ACTION ITEM — Each line of the data should be transcribed exactly as given.

◇ ◇ ◇

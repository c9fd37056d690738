//! Shared reactors and helpers for integration tests.

#![allow(dead_code, unused_imports)]

use std::sync::Arc;
use std::time::Duration;

use bibbi_reactor::bus::EventBus;
use bibbi_reactor::mvi::{Intent, Reactor, Reducer, UiState};
use bibbi_reactor::stream::{Event, Observable, StreamError, Subscription};
use parking_lot::Mutex;

pub const MAX_NICKNAME_LEN: usize = 10;

// ---------------------------------------------------------------------------
// Account sign-up screen
// ---------------------------------------------------------------------------

#[derive(Debug, Clone, PartialEq, Default)]
pub struct SignUpState {
    pub nickname: String,
    pub is_valid_nickname: bool,
    pub year: Option<u32>,
    pub month: Option<u32>,
    pub day: Option<u32>,
}

impl UiState for SignUpState {}

#[derive(Debug, Clone)]
pub enum SignUpAction {
    SetNickname(String),
    SetYear(u32),
    SetMonth(u32),
    SetDay(u32),
    /// Resolves to no mutations.
    Ignore,
    /// `mutate` fails for this action.
    Broken,
}

impl Intent for SignUpAction {}

#[derive(Debug, Clone)]
pub enum SignUpMutation {
    SetNickname(String),
    SetYear(u32),
    SetMonth(u32),
    SetDay(u32),
}

pub struct SignUpReactor;

impl Reducer for SignUpReactor {
    type State = SignUpState;
    type Mutation = SignUpMutation;

    fn reduce(mut state: SignUpState, mutation: SignUpMutation) -> SignUpState {
        match mutation {
            SignUpMutation::SetNickname(nickname) => {
                state.is_valid_nickname = nickname.chars().count() <= MAX_NICKNAME_LEN;
                state.nickname = nickname;
            }
            SignUpMutation::SetYear(year) => state.year = Some(year),
            SignUpMutation::SetMonth(month) => state.month = Some(month),
            SignUpMutation::SetDay(day) => state.day = Some(day),
        }
        state
    }
}

impl Reactor for SignUpReactor {
    type Action = SignUpAction;

    fn initial_state(&self) -> SignUpState {
        SignUpState::default()
    }

    fn mutate(&self, _state: &SignUpState, action: SignUpAction) -> Observable<SignUpMutation> {
        match action {
            SignUpAction::SetNickname(nickname) => {
                Observable::just(SignUpMutation::SetNickname(nickname))
            }
            SignUpAction::SetYear(year) => Observable::just(SignUpMutation::SetYear(year)),
            SignUpAction::SetMonth(month) => Observable::just(SignUpMutation::SetMonth(month)),
            SignUpAction::SetDay(day) => Observable::just(SignUpMutation::SetDay(day)),
            SignUpAction::Ignore => Observable::empty(),
            SignUpAction::Broken => Observable::error(StreamError::msg("validation backend down")),
        }
    }
}

// ---------------------------------------------------------------------------
// Feed screen: delayed fetches plus notices merged from an event bus
// ---------------------------------------------------------------------------

#[derive(Debug, Clone, PartialEq, Default)]
pub struct FeedState {
    pub posts: Vec<String>,
    pub notices: Vec<String>,
}

impl UiState for FeedState {}

#[derive(Debug, Clone)]
pub enum FeedAction {
    /// Append `post` after `delay`.
    Fetch { post: String, delay: Duration },
}

impl Intent for FeedAction {}

#[derive(Debug, Clone)]
pub enum FeedMutation {
    Append(String),
    Notice(String),
}

pub struct FeedReactor {
    pub notices: EventBus<String>,
}

impl Reducer for FeedReactor {
    type State = FeedState;
    type Mutation = FeedMutation;

    fn reduce(mut state: FeedState, mutation: FeedMutation) -> FeedState {
        match mutation {
            FeedMutation::Append(post) => state.posts.push(post),
            FeedMutation::Notice(notice) => state.notices.push(notice),
        }
        state
    }
}

impl Reactor for FeedReactor {
    type Action = FeedAction;

    fn initial_state(&self) -> FeedState {
        FeedState::default()
    }

    fn mutate(&self, _state: &FeedState, action: FeedAction) -> Observable<FeedMutation> {
        match action {
            FeedAction::Fetch { post, delay } => Observable::from_future(move || {
                let post = post.clone();
                async move {
                    tokio::time::sleep(delay).await;
                    FeedMutation::Append(post)
                }
            }),
        }
    }

    fn transform_mutation(&self, mutation: Observable<FeedMutation>) -> Observable<FeedMutation> {
        mutation.merge_with(&self.notices.events().map(FeedMutation::Notice))
    }
}

// ---------------------------------------------------------------------------
// Tally: synchronous and background increments of one counter
// ---------------------------------------------------------------------------

#[derive(Debug, Clone, Copy, PartialEq)]
pub struct Tally(pub i64);

impl UiState for Tally {}

#[derive(Debug, Clone)]
pub enum TallyAction {
    /// Add immediately.
    Now(i64),
    /// Add after `delay` from a spawned task.
    Later(i64, Duration),
}

impl Intent for TallyAction {}

pub struct TallyReactor;

impl Reducer for TallyReactor {
    type State = Tally;
    type Mutation = i64;

    fn reduce(state: Tally, amount: i64) -> Tally {
        Tally(state.0 + amount)
    }
}

impl Reactor for TallyReactor {
    type Action = TallyAction;

    fn initial_state(&self) -> Tally {
        Tally(0)
    }

    fn mutate(&self, _state: &Tally, action: TallyAction) -> Observable<i64> {
        match action {
            TallyAction::Now(amount) => Observable::just(amount),
            TallyAction::Later(amount, delay) => Observable::from_future(move || async move {
                tokio::time::sleep(delay).await;
                amount
            }),
        }
    }
}

// ---------------------------------------------------------------------------
// Helpers
// ---------------------------------------------------------------------------

/// Records every event of an observable.
pub struct Recorder<T> {
    events: Arc<Mutex<Vec<Event<T>>>>,
    pub subscription: Subscription,
}

impl<T: Clone + Send + 'static> Recorder<T> {
    pub fn attach(observable: &Observable<T>) -> Self {
        let events = Arc::new(Mutex::new(Vec::new()));
        let subscription = observable.subscribe({
            let events = Arc::clone(&events);
            move |event| events.lock().push(event)
        });
        Self {
            events,
            subscription,
        }
    }

    pub fn values(&self) -> Vec<T> {
        self.events
            .lock()
            .iter()
            .filter_map(|event| match event {
                Event::Next(value) => Some(value.clone()),
                _ => None,
            })
            .collect()
    }

    pub fn is_completed(&self) -> bool {
        self.events
            .lock()
            .iter()
            .any(|event| matches!(event, Event::Completed))
    }

    pub fn error(&self) -> Option<StreamError> {
        self.events.lock().iter().find_map(|event| match event {
            Event::Error(err) => Some(err.clone()),
            _ => None,
        })
    }

    pub fn len(&self) -> usize {
        self.events.lock().len()
    }
}

/// Let spawned tasks run after the paused clock was advanced.
pub async fn settle() {
    for _ in 0..10 {
        tokio::task::yield_now().await;
    }
}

◇ ◇ ◇

ANSWER TO THE PROBLEM —
repository c9fd37056d690738
//! Shared reactors and helpers for integration tests.

#![allow(dead_code, unused_imports)]

use std::sync::Arc;
use std::time::Duration;

use bibbi_reactor::bus::EventBus;
use bibbi_reactor::mvi::{Intent, Reactor, Reducer, UiState};
use bibbi_reactor::stream::{Event, Observable, StreamError, Subscription};
use parking_lot::Mutex;

pub const MAX_NICKNAME_LEN: usize = 10;

// ---------------------------------------------------------------------------
// Account sign-up screen
// ---------------------------------------------------------------------------

#[derive(Debug, Clone, PartialEq, Default)]
pub struct SignUpState {
    pub nickname: String,
    pub is_valid_nickname: bool,
    pub year: Option<u32>,
    pub month: Option<u32>,
    pub day: Option<u32>,
}

impl UiState for SignUpState {}

#[derive(Debug, Clone)]
pub enum SignUpAction {
    SetNickname(String),
    SetYear(u32),
    SetMonth(u32),
    SetDay(u32),
    /// Resolves to no mutations.
    Ignore,
    /// `mutate` fails for this action.
    Broken,
}

impl Intent for SignUpAction {}

#[derive(Debug, Clone)]
pub enum SignUpMutation {
    SetNickname(String),
    SetYear(u32),
    SetMonth(u32),
    SetDay(u32),
}

pub struct SignUpReactor;

impl Reducer for SignUpReactor {
    type State = SignUpState;
    type Mutation = SignUpMutation;

    fn reduce(mut state: SignUpState, mutation: SignUpMutation) -> SignUpState {
        match mutation {
            SignUpMutation::SetNickname(nickname) => {
                state.is_valid_nickname = nickname.chars().count() <= MAX_NICKNAME_LEN;
                state.nickname = nickname;
            }
            SignUpMutation::SetYear(year) => state.year = Some(year),
            SignUpMutation::SetMonth(month) => state.month = Some(month),
            SignUpMutation::SetDay(day) => state.day = Some(day),
        }
        state
    }
}

impl Reactor for SignUpReactor {
    type Action = SignUpAction;

    fn initial_state(&self) -> SignUpState {
        SignUpState::default()
    }

    fn mutate(&self, _state: &SignUpState, action: SignUpAction) -> Observable<SignUpMutation> {
        match action {
            SignUpAction::SetNickname(nickname) => {
                Observable::just(SignUpMutation::SetNickname(nickname))
            }
            SignUpAction::SetYear(year) => Observable::just(SignUpMutation::SetYear(year)),
            SignUpAction::SetMonth(month) => Observable::just(SignUpMutation::SetMonth(month)),
            SignUpAction::SetDay(day) => Observable::just(SignUpMutation::SetDay(day)),
            SignUpAction::Ignore => Observable::empty(),
            SignUpAction::Broken => Observable::error(StreamError::msg("validation backend down")),
        }
    }
}

// ---------------------------------------------------------------------------
// Feed screen: delayed fetches plus notices merged from an event bus
// ---------------------------------------------------------------------------

#[derive(Debug, Clone, PartialEq, Default)]
pub struct FeedState {
    pub posts: Vec<String>,
    pub notices: Vec<String>,
}

impl UiState for FeedState {}

#[derive(Debug, Clone)]
pub enum FeedAction {
    /// Append `post` after `delay`.
    Fetch { post: String, delay: Duration },
}

impl Intent for FeedAction {}

#[derive(Debug, Clone)]
pub enum FeedMutation {
    Append(String),
    Notice(String),
}

pub struct FeedReactor {
    pub notices: EventBus<String>,
}

impl Reducer for FeedReactor {
    type State = FeedState;
    type Mutation = FeedMutation;

    fn reduce(mut state: FeedState, mutation: FeedMutation) -> FeedState {
        match mutation {
            FeedMutation::Append(post) => state.posts.push(post),
            FeedMutation::Notice(notice) => state.notices.push(notice),
        }
        state
    }
}

impl Reactor for FeedReactor {
    type Action = FeedAction;

    fn initial_state(&self) -> FeedState {
        FeedState::default()
    }

    fn mutate(&self, _state: &FeedState, action: FeedAction) -> Observable<FeedMutation> {
        match action {
            FeedAction::Fetch { post, delay } => Observable::from_future(move || {
                let post = post.clone();
                async move {
                    tokio::time::sleep(delay).await;
                    FeedMutation::Append(post)
                }
            }),
        }
    }

    fn transform_mutation(&self, mutation: Observable<FeedMutation>) -> Observable<FeedMutation> {
        mutation.merge_with(&self.notices.events().map(FeedMutation::Notice))
    }
}

// ---------------------------------------------------------------------------
// Tally: synchronous and background increments of one counter
// ---------------------------------------------------------------------------

#[derive(Debug, Clone, Copy, PartialEq)]
pub struct Tally(pub i64);

impl UiState for Tally {}

#[derive(Debug, Clone)]
pub enum TallyAction {
    /// Add immediately.
    Now(i64),
    /// Add after `delay` from a spawned task.
    Later(i64, Duration),
}

impl Intent for TallyAction {}

pub struct TallyReactor;

impl Reducer for TallyReactor {
    type State = Tally;
    type Mutation = i64;

    fn reduce(state: Tally, amount: i64) -> Tally {
        Tally(state.0 + amount)
    }
}

impl Reactor for TallyReactor {
    type Action = TallyAction;

    fn initial_state(&self) -> Tally {
        Tally(0)
    }

    fn mutate(&self, _state: &Tally, action: TallyAction) -> Observable<i64> {
        match action {
            TallyAction::Now(amount) => Observable::just(amount),
            TallyAction::Later(amount, delay) => Observable::from_future(move || async move {
                tokio::time::sleep(delay).await;
                amount
            }),
        }
    }
}

// ---------------------------------------------------------------------------
// Helpers
// ---------------------------------------------------------------------------

/// Records every event of an observable.
pub struct Recorder<T> {
    events: Arc<Mutex<Vec<Event<T>>>>,
    pub subscription: Subscription,
}

impl<T: Clone + Send + 'static> Recorder<T> {
    pub fn attach(observable: &Observable<T>) -> Self {
        let events = Arc::new(Mutex::new(Vec::new()));
        let subscription = observable.subscribe({
            let events = Arc::clone(&events);
            move |event| events.lock().push(event)
        });
        Self {
            events,
            subscription,
        }
    }

    pub fn values(&self) -> Vec<T> {
        self.events
            .lock()
            .iter()
            .filter_map(|event| match event {
                Event::Next(value) => Some(value.clone()),
                _ => None,
            })
            .collect()
    }

    pub fn is_completed(&self) -> bool {
        self.events
            .lock()
            .iter()
            .any(|event| matches!(event, Event::Completed))
    }

    pub fn error(&self) -> Option<StreamError> {
        self.events.lock().iter().find_map(|event| match event {
            Event::Error(err) => Some(err.clone()),
            _ => None,
        })
    }

    pub fn len(&self) -> usize {
        self.events.lock().len()
    }
}

/// Let spawned tasks run after the paused clock was advanced.
pub async fn settle() {
    for _ in 0..10 {
        tokio::task::yield_now().await;
    }
}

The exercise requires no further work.